# RECORD SET
//! Admin panels.
//!
//! Three independent CRUD screens share the same shape: `Load` on mount,
//! optimistic local removal on delete, and a full refetch after create.
//! Every action is gated on the admin flag of the signed-in identity before
//! any remote call is made.

pub mod codes;
pub mod quests;
pub mod verification;

pub use codes::{ActivationCodesAction, ActivationCodesReducer, ActivationCodesState};
pub use quests::{QuestsAction, QuestsReducer, QuestsState};
pub use verification::{ReviewQueueAction, ReviewQueueReducer, ReviewQueueState};

use crate::environment::ScanMeEnvironment;
use crate::error::Notification;
use crate::providers::{IdentityProvider, ScanMeApi};

/// Ordering of list fetches against local mutations.
///
/// A fetch issued before an optimistic removal must not resurrect the
/// removed row, so removals raise the floor below which results are stale.
#[derive(Debug, Clone, Copy, Default, PartialEq, Eq)]
pub(crate) struct FetchTracker {
    issued: u64,
    floor: u64,
}

impl FetchTracker {
    /// Number for a new fetch.
    pub(crate) fn issue(&mut self) -> u64 {
        self.issued += 1;
        self.issued
    }

    /// Whether a result numbered `seq` may replace local state.
    pub(crate) fn accept(&mut self, seq: u64) -> bool {
        if seq <= self.floor {
            return false;
        }
        self.floor = seq;
        true
    }

    /// Whether `seq` is the newest fetch issued.
    pub(crate) const fn is_latest(&self, seq: u64) -> bool {
        seq >= self.issued
    }

    /// Discard every fetch issued so far.
    pub(crate) fn invalidate(&mut self) {
        self.floor = self.issued;
    }
}

/// Reject the action unless the signed-in user is an admin.
pub(crate) fn gate<A, I>(env: &ScanMeEnvironment<A, I>) -> Result<(), Notification>
where
    A: ScanMeApi,
    I: IdentityProvider,
{
    env.admin().map(|_| ()).map_err(|error| {
        tracing::warn!(%error, "Rejected admin action");
        Notification::error(error.to_string())
    })
}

# YOUR TASK
From the first entry above to the last, repeat everything exactly.

# COMPLETED TASK
//! Admin panels.
//!
//! Three independent CRUD screens share the same shape: `Load` on mount,
//! optimistic local removal on delete, and a full refetch after create.
//! Every action is gated on the admin flag of the signed-in identity before
//! any remote call is made.

pub mod codes;
pub mod quests;
pub mod verification;

pub use codes::{ActivationCodesAction, ActivationCodesReducer, ActivationCodesState};
pub use quests::{QuestsAction, QuestsReducer, QuestsState};
pub use verification::{ReviewQueueAction, ReviewQueueReducer, ReviewQueueState};

use crate::environment::ScanMeEnvironment;
use crate::error::Notification;
use crate::providers::{IdentityProvider, ScanMeApi};

/// Ordering of list fetches against local mutations.
///
/// A fetch issued before an optimistic removal must not resurrect the
/// removed row, so removals raise the floor below which results are stale.
#[derive(Debug, Clone, Copy, Default, PartialEq, Eq)]
pub(crate) struct FetchTracker {
    issued: u64,
    floor: u64,
}

impl FetchTracker {
    /// Number for a new fetch.
    pub(crate) fn issue(&mut self) -> u64 {
        self.issued += 1;
        self.issued
    }

    /// Whether a result numbered `seq` may replace local state.
    pub(crate) fn accept(&mut self, seq: u64) -> bool {
        if seq <= self.floor {
            return false;
        }
        self.floor = seq;
        true
    }

    /// Whether `seq` is the newest fetch issued.
    pub(crate) const fn is_latest(&self, seq: u64) -> bool {
        seq >= self.issued
    }

    /// Discard every fetch issued so far.
    pub(crate) fn invalidate(&mut self) {
        self.floor = self.issued;
    }
}

/// Reject the action unless the signed-in user is an admin.
pub(crate) fn gate<A, I>(env: &ScanMeEnvironment<A, I>) -> Result<(), Notification>
where
    A: ScanMeApi,
    I: IdentityProvider,
{
    env.admin().map(|_| ()).map_err(|error| {
        tracing::warn!(%error, "Rejected admin action");
        Notification::error(error.to_string())
    })
}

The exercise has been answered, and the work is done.